Neuroprotective effect of vaccination with autoantigen-pulsed dendritic cells after spinal cord injury.

BACKGROUND

Studies have shown that the development of a properly controlled autoreactive T cell response can serve as a therapeutic approach for spinal cord injury (SCI). Thus, vaccination with mature dendritic cells (DCs) pulsed with central nervous system (CNS) antigens that can prime autoreactive T cells have the potential for treating SCI.

MATERIALS AND METHODS

Mature DCs pulsed with spinal cord homogenate (SCH), nonpulsed mature DC or phosphate-buffer solution (PBS) were injected into spinal cord-injured mice peritoneally. The functional recovery of spinal cord was measured by Basso mouse scale and footprint analysis.
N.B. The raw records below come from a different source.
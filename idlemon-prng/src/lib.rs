pub mod rand_util;

use std::any::Any;

use rand::Rng;

/// A source of pseudo-random integers.
///
/// Every computation that rolls dice receives one of these explicitly, so a seeded source can
/// reproduce any sequence of stat rolls, gender assignments, and capture attempts.
pub trait RandomSource: Send + Sync {
    /// Returns the seed the source was created with.
    fn initial_seed(&self) -> u64;

    /// Returns the next integer in the sequence.
    fn next(&mut self) -> u64;

    /// Mutable cast to [`Any`] for testing.
    fn as_any_mut(&mut self) -> &mut dyn Any;
}

/// A [`RandomSource`] backed by a 64-bit linear congruential generator.
pub struct LcgRandomSource {
    initial_seed: u64,
    state: u64,
}

impl LcgRandomSource {
    /// Creates a new source.
    ///
    /// Two sources created with the same seed produce exactly the same sequence. A missing seed is
    /// drawn from the thread-local generator of [`rand`].
    pub fn new(seed: Option<u64>) -> Self {
        let seed = seed.unwrap_or_else(|| rand::rng().random());
        Self {
            initial_seed: seed,
            state: seed,
        }
    }

    fn step(state: u64) -> u64 {
        const MULTIPLIER: u64 = 0x5D588B656C078965;
        const INCREMENT: u64 = 0x0000000000269EC3;
        state.wrapping_mul(MULTIPLIER).wrapping_add(INCREMENT)
    }
}

impl RandomSource for LcgRandomSource {
    fn initial_seed(&self) -> u64 {
        self.initial_seed
    }

    fn next(&mut self) -> u64 {
        self.state = Self::step(self.state);
        // Low bits of an LCG cycle quickly.
        self.state >> 32
    }

    fn as_any_mut(&mut self) -> &mut dyn Any {
        self
    }
}

/// Creates a boxed [`LcgRandomSource`].
pub fn default_random_source(seed: Option<u64>) -> Box<dyn RandomSource> {
    Box::new(LcgRandomSource::new(seed))
}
Spinal cord specimen was preserved for immunohistochemical staining to detect T cell infiltration, differentiation of neural stem/progenitor cells, and tissue preservation. RT-PCR and enzyme linked immunosorbent assay (ELISA) was used to detect the expression of cytokines and neurotrophic factors.

RESULTS

Vaccination with DCs pulsed with SCH promoted pronounced functional recovery from SCI. The neuroprotection induced by SCH-pulsed DCs (SCH-DC) correlated to the accumulation of CD4(+) T cells in the lesion site. SCH-DC markedly affected the production of interferon-γ, interleukin-12, and granulocyte-macrophage colony stimulating factor. SCH-DC also promoted expression of neurotrophic factors in the injured spinal cord and spleen cells. Furthermore, vaccination with SCH-DC enhanced neuronal differentiation of neural stem/progenitor cells, and it led to better tissue preservation.

CONCLUSION

The results of the present study suggest that DC-mediated immune regulation may be a potential therapeutic approach aimed at shifting the balance between immune and nerve cells in order to treat SCI.